Aerial view of the destruction on Daydream Island

Offshore, the 16.7 m concrete fishing trawler Whakatane went missing while en route from Mackay to Townsville. The search for the vessel and her seven occupants was suspended on 26 January, around the same time that wreckage, believed to be from Whakatane, was identified near Long Island. According to the BoM, maritime tragedies during Ada were likely caused by delayed or insufficient response to warnings. Some boatowners remained aboard their vessels throughout the cyclone and others attempted to move their boats to different locations during the lull at the storm's eye. In one instance, five men were reported missing after they ventured into the storm to secure a boat anchored at Hayman Island. Overall, storm damage was estimated at A$12 million, the equivalent of over $1 billion in 2012 values when accounting for growth and inflation. Ada is believed to have killed 14 people, 11 of them at sea.

===Whitsunday Islands===
In the Whitsundays, Ada's impact was most severe on Hayman, Long, Daydream, South Molle, and Hook islands. Peak winds in the storm's path were not recorded, but based on the severity of the damage, it is estimated that gusts may have exceeded 220 km/h. Many trees were either blown over or debarked and stripped of their foliage, with scraps of roofing material left hanging from their limbs. Throughout the islands, Ada ravaged resorts and boats, forcing hundreds of holidaymakers to await emergency rescue.

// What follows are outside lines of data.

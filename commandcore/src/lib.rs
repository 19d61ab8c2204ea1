//! `CommandCore` - command execution with reusable unit-of-work contexts
//!
//! Commands run through a chain of interceptors. The
//! [`CommandContextInterceptor`] gives each command a unit-of-work context:
//! it reuses the context of an enclosing command when allowed, creates one
//! otherwise, publishes it to thread-scoped [`ambient`] state for nested
//! commands, records failures on it, and tears everything down on exit.
//! Only the frame that created a context ever closes it.

#![forbid(unsafe_code)]
#![warn(missing_docs)]

pub mod ambient;
pub mod command;
pub mod compatibility;
pub mod config;
pub mod context;
pub mod errors;
pub mod executor;
pub mod interceptor;
pub mod types;

pub use command::{Command, CommandOutput, DynCommand, ErasedOutput};
pub use compatibility::CompatibilityHandler;
pub use config::{CommandConfig, EngineConfiguration, EngineSettings};
pub use context::{
    CommandContext, CommandContextCloseListener, CommandContextFactory, CommandContextRef,
    ContextState, StandardCommandContext, StandardCommandContextFactory,
};
pub use errors::{AmbientError, AmbientResult, CommandError, CommandResult};
pub use executor::CommandExecutor;
pub use interceptor::{
    CommandContextInterceptor, CommandInterceptor, CommandInvoker, InterceptorChain,
    InterceptorRef, LogInterceptor,
};
pub use types::{CommandName, ContextId, EngineName};
use std::fmt::Debug;
use std::sync::Arc;

use chrono::{DateTime, Utc};
use parking_lot::Mutex;
use serde_json::{Map, Value};
use tracing::{debug, warn};

use super::{CommandContext, ContextState};
use crate::errors::{CommandError, CommandResult};
use crate::types::{CommandName, ContextId};

/// Hooks run while a [`StandardCommandContext`] closes.
///
/// `closing` runs first for every listener; then either `closed` (no failure
/// recorded) or `close_failure` (failure recorded) runs for every listener.
/// Listeners run once per context: a `close()` issued while they run, from a
/// listener or from another thread, returns `Ok(())` without running them
/// again.
///
/// Listeners must not panic. A context may be closed while a panic is
/// unwinding, and a second panic aborts the process.
pub trait CommandContextCloseListener: Send + Sync + Debug {
    /// Runs before the context is marked closed. An error here is recorded on
    /// the context and reported by `close()`.
    fn closing(&self, _context: &dyn CommandContext) -> CommandResult<()> {
        Ok(())
    }

    /// Runs after a successful unit of work.
    fn closed(&self, _context: &dyn CommandContext) {}

    /// Runs after a unit of work that recorded a failure.
    fn close_failure(&self, _context: &dyn CommandContext) {}
}

#[derive(Debug, Default)]
struct ContextInner {
    exception: Option<CommandError>,
    closing: bool,
    closed: bool,
    attributes: Map<String, Value>,
}

/// Default context implementation.
///
/// Holds free-form attributes for the commands sharing it and runs close
/// listeners when the creating frame closes it.
#[derive(Debug)]
pub struct StandardCommandContext {
    id: ContextId,
    command_name: CommandName,
    opened_at: DateTime<Utc>,
    inner: Mutex<ContextInner>,
    close_listeners: Mutex<Vec<Arc<dyn CommandContextCloseListener>>>,
}

impl StandardCommandContext {
    /// Opens a new context for the named command.
    pub fn new(command_name: CommandName) -> Self {
        Self {
            id: ContextId::new(),
            command_name,
            opened_at: Utc::now(),
            inner: Mutex::new(ContextInner::default()),
            close_listeners: Mutex::new(Vec::new()),
        }
    }

    /// When the context was opened.
    pub const fn opened_at(&self) -> DateTime<Utc> {
        self.opened_at
    }

    /// Registers a listener that runs on close.
    pub fn add_close_listener(&self, listener: Arc<dyn CommandContextCloseListener>) {
        self.close_listeners.lock().push(listener);
    }

    /// Stores an attribute visible to every command sharing this context.
    pub fn set_attribute(&self, key: impl Into<String>, value: impl Into<Value>) {
        let _previous = self.inner.lock().attributes.insert(key.into(), value.into());
    }

    /// Reads an attribute.
    pub fn attribute(&self, key: &str) -> Option<Value> {
        self.inner.lock().attributes.get(key).cloned()
    }

    fn run_closing_listeners(
        &self,
        listeners: &[Arc<dyn CommandContextCloseListener>],
    ) -> CommandResult<()> {
        for listener in listeners {
            if let Err(error) = listener.closing(self) {
                self.record_exception(error.clone());
                return Err(CommandError::CloseFailed {
                    context: self.id,
                    message: error.to_string(),
                });
            }
        }
        Ok(())
    }
}

impl CommandContext for StandardCommandContext {
    fn id(&self) -> ContextId {
        self.id
    }

    fn command_name(&self) -> &CommandName {
        &self.command_name
    }

    fn state(&self) -> ContextState {
        let inner = self.inner.lock();
        if inner.closed {
            ContextState::Closed
        } else if let Some(exception) = &inner.exception {
            ContextState::Failed(exception.clone())
        } else {
            ContextState::Open
        }
    }

    fn exception(&self) -> Option<CommandError> {
        self.inner.lock().exception.clone()
    }

    fn record_exception(&self, error: CommandError) {
        let mut inner = self.inner.lock();
        if inner.closed {
            warn!(context = %self.id, %error, "ignoring exception recorded on a closed command context");
            return;
        }
        match &inner.exception {
            Some(first) => {
                warn!(context = %self.id, first = %first, ignored = %error, "command context already holds an exception; keeping the first");
            }
            None => {
                debug!(context = %self.id, %error, "exception recorded on command context");
                inner.exception = Some(error);
            }
        }
    }

    fn close(&self) -> CommandResult<()> {
        {
            let mut inner = self.inner.lock();
            if inner.closing || inner.closed {
                return Ok(());
            }
            inner.closing = true;
        }

        // listeners may call back into the context, so the lock is not held here
        let listeners = self.close_listeners.lock().clone();
        let closing = self.run_closing_listeners(&listeners);

        let failed = self.has_exception();
        for listener in &listeners {
            if failed {
                listener.close_failure(self);
            } else {
                listener.closed(self);
            }
        }

        {
            let mut inner = self.inner.lock();
            inner.closing = false;
            inner.closed = true;
        }
        let elapsed_ms = (Utc::now() - self.opened_at).num_milliseconds();
        debug!(context = %self.id, command = %self.command_name, failed, elapsed_ms, "command context closed");

        closing
    }
}

#[cfg(test)]
mod tests {
    use super::*;

    #[derive(Debug, Default)]
    struct CallLog {
        calls: Mutex<Vec<&'static str>>,
        fail_closing: bool,
    }

    impl CommandContextCloseListener for CallLog {
        fn closing(&self, context: &dyn CommandContext) -> CommandResult<()> {
            self.calls.lock().push("closing");
            if self.fail_closing {
                return Err(CommandError::failed(
                    context.command_name().clone(),
                    "flush failed",
                ));
            }
            Ok(())
        }

        fn closed(&self, _context: &dyn CommandContext) {
            self.calls.lock().push("closed");
        }

        fn close_failure(&self, _context: &dyn CommandContext) {
            self.calls.lock().push("close_failure");
        }
    }

    fn context() -> StandardCommandContext {
        StandardCommandContext::new(CommandName::try_new("SaveDeployment").unwrap())
    }

    fn failure(message: &str) -> CommandError {
        CommandError::failed(CommandName::try_new("SaveDeployment").unwrap(), message)
    }

    #[test]
    fn new_context_is_open() {
        let context = context();

        assert_eq!(context.state(), ContextState::Open);
        assert!(!context.has_exception());
        assert!(!context.is_closed());
    }

    #[test]
    fn first_recorded_exception_wins() {
        let context = context();

        context.record_exception(failure("first"));
        context.record_exception(failure("second"));

        assert_eq!(context.exception(), Some(failure("first")));
        assert_eq!(context.state(), ContextState::Failed(failure("first")));
    }

    #[test]
    fn exception_remains_readable_after_close() {
        let context = context();
        context.record_exception(failure("boom"));

        context.close().unwrap();

        assert_eq!(context.state(), ContextState::Closed);
        assert_eq!(context.exception(), Some(failure("boom")));
    }

    #[test]
    fn close_is_idempotent() {
        let context = context();
        let log = Arc::new(CallLog::default());
        context.add_close_listener(log.clone());

        context.close().unwrap();
        context.close().unwrap();

        assert_eq!(*log.calls.lock(), vec!["closing", "closed"]);
    }

    /// Closes the context it is notified about from every hook.
    #[derive(Debug, Default)]
    struct ReentrantCloser {
        calls: Mutex<Vec<&'static str>>,
    }

    impl CommandContextCloseListener for ReentrantCloser {
        fn closing(&self, context: &dyn CommandContext) -> CommandResult<()> {
            self.calls.lock().push("closing");
            context.close()
        }

        fn closed(&self, context: &dyn CommandContext) {
            self.calls.lock().push("closed");
            let _ = context.close();
        }
    }

    #[test]
    fn close_from_a_listener_does_not_rerun_listeners() {
        // Given: a listener that closes its own context from each hook
        let context = context();
        let listener = Arc::new(ReentrantCloser::default());
        context.add_close_listener(listener.clone());

        // When: the context is closed
        let result = context.close();

        // Then: each hook ran once and the context ended closed
        assert_eq!(result, Ok(()));
        assert_eq!(*listener.calls.lock(), vec!["closing", "closed"]);
        assert_eq!(context.state(), ContextState::Closed);
    }

    #[test]
    fn concurrent_closes_run_the_listeners_once() {
        let context = Arc::new(context());
        let log = Arc::new(CallLog::default());
        context.add_close_listener(log.clone());

        let handles: Vec<_> = (0..8)
            .map(|_| {
                let context = Arc::clone(&context);
                std::thread::spawn(move || context.close())
            })
            .collect();
        for handle in handles {
            assert_eq!(handle.join().unwrap(), Ok(()));
        }

        assert_eq!(*log.calls.lock(), vec!["closing", "closed"]);
        assert!(context.is_closed());
    }

    #[test]
    fn failed_context_runs_close_failure_listeners() {
        let context = context();
        let log = Arc::new(CallLog::default());
        context.add_close_listener(log.clone());
        context.record_exception(failure("boom"));

        context.close().unwrap();

        assert_eq!(*log.calls.lock(), vec!["closing", "close_failure"]);
    }

    #[test]
    fn failing_closing_listener_is_recorded_and_reported() {
        let context = context();
        let log = Arc::new(CallLog {
            fail_closing: true,
            ..CallLog::default()
        });
        context.add_close_listener(log.clone());

        let result = context.close();

        assert!(matches!(result, Err(CommandError::CloseFailed { .. })));
        assert_eq!(context.exception(), Some(failure("flush failed")));
        assert!(context.is_closed());
        assert_eq!(*log.calls.lock(), vec!["closing", "close_failure"]);
    }

    #[test]
    fn closing_listener_failure_does_not_replace_recorded_exception() {
        let context = context();
        context.add_close_listener(Arc::new(CallLog {
            fail_closing: true,
            ..CallLog::default()
        }));
        context.record_exception(failure("original"));

        let _ = context.close();

        assert_eq!(context.exception(), Some(failure("original")));
    }

    #[test]
    fn exception_after_close_is_ignored() {
        let context = context();
        context.close().unwrap();

        context.record_exception(failure("late"));

        assert_eq!(context.exception(), None);
    }

    #[test]
    fn attributes_are_shared_through_the_context() {
        let context = context();

        context.set_attribute("retries", 3);

        assert_eq!(context.attribute("retries"), Some(Value::from(3)));
        assert_eq!(context.attribute("missing"), None);
    }
}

Most of the accommodation cabins were destroyed on South Molle Island, where a woman in one of the structures was killed and her partner severely injured. Damage on South Molle amounted to $500,000. On Hayman Island, the winds unroofed most cabins and other buildings, accounting for an estimated $1 million in damage. Long Island was subjected to Ada's left-front quadrant—the most intense part of the storm—and the Palm Bay Resort there was devastated, with only a few huts remaining. However, another resort on the western side of the island escaped relatively unscathed. The biggest resort in the Whitsundays at the time, on Daydream Island, was destroyed, requiring $400,000 to rebuild. About 150 tourists sought shelter in part of a recreation hall, which was the only major portion of a building left intact on Daydream. Nearly every building on Hook Island was lost, and four men remained sheltered there for a week after the storm. Farther south, rough seas broke apart a 90 m stone jetty at Brampton Island in the Cumberland Group.

===Mainland===
Torrential rains extended along mostly rural areas of the coast from Bowen to Mackay, while the strongest winds were concentrated in the area from Cannonvale to Shute Harbor and extending inland to Proserpine. Nine hours of damaging winds unroofed or otherwise damaged around 40% of the houses in Proserpine in what was described as the worst storm in the town's history at the time. Trees were uprooted, crops were flattened, and residential outhouses were blown apart. Elsewhere, in Shute Harbour, a motel and the few houses there were demolished, along with 85% of the homes in Airlie Beach and nearly all of Cannonvale's 200 houses. According to Minister for Mines and Main Roads Ron Camm, the cyclone forced 750 people from their homes. Around 200 storm victims sought refuge in a school in Cannonvale that was converted into an emergency shelter.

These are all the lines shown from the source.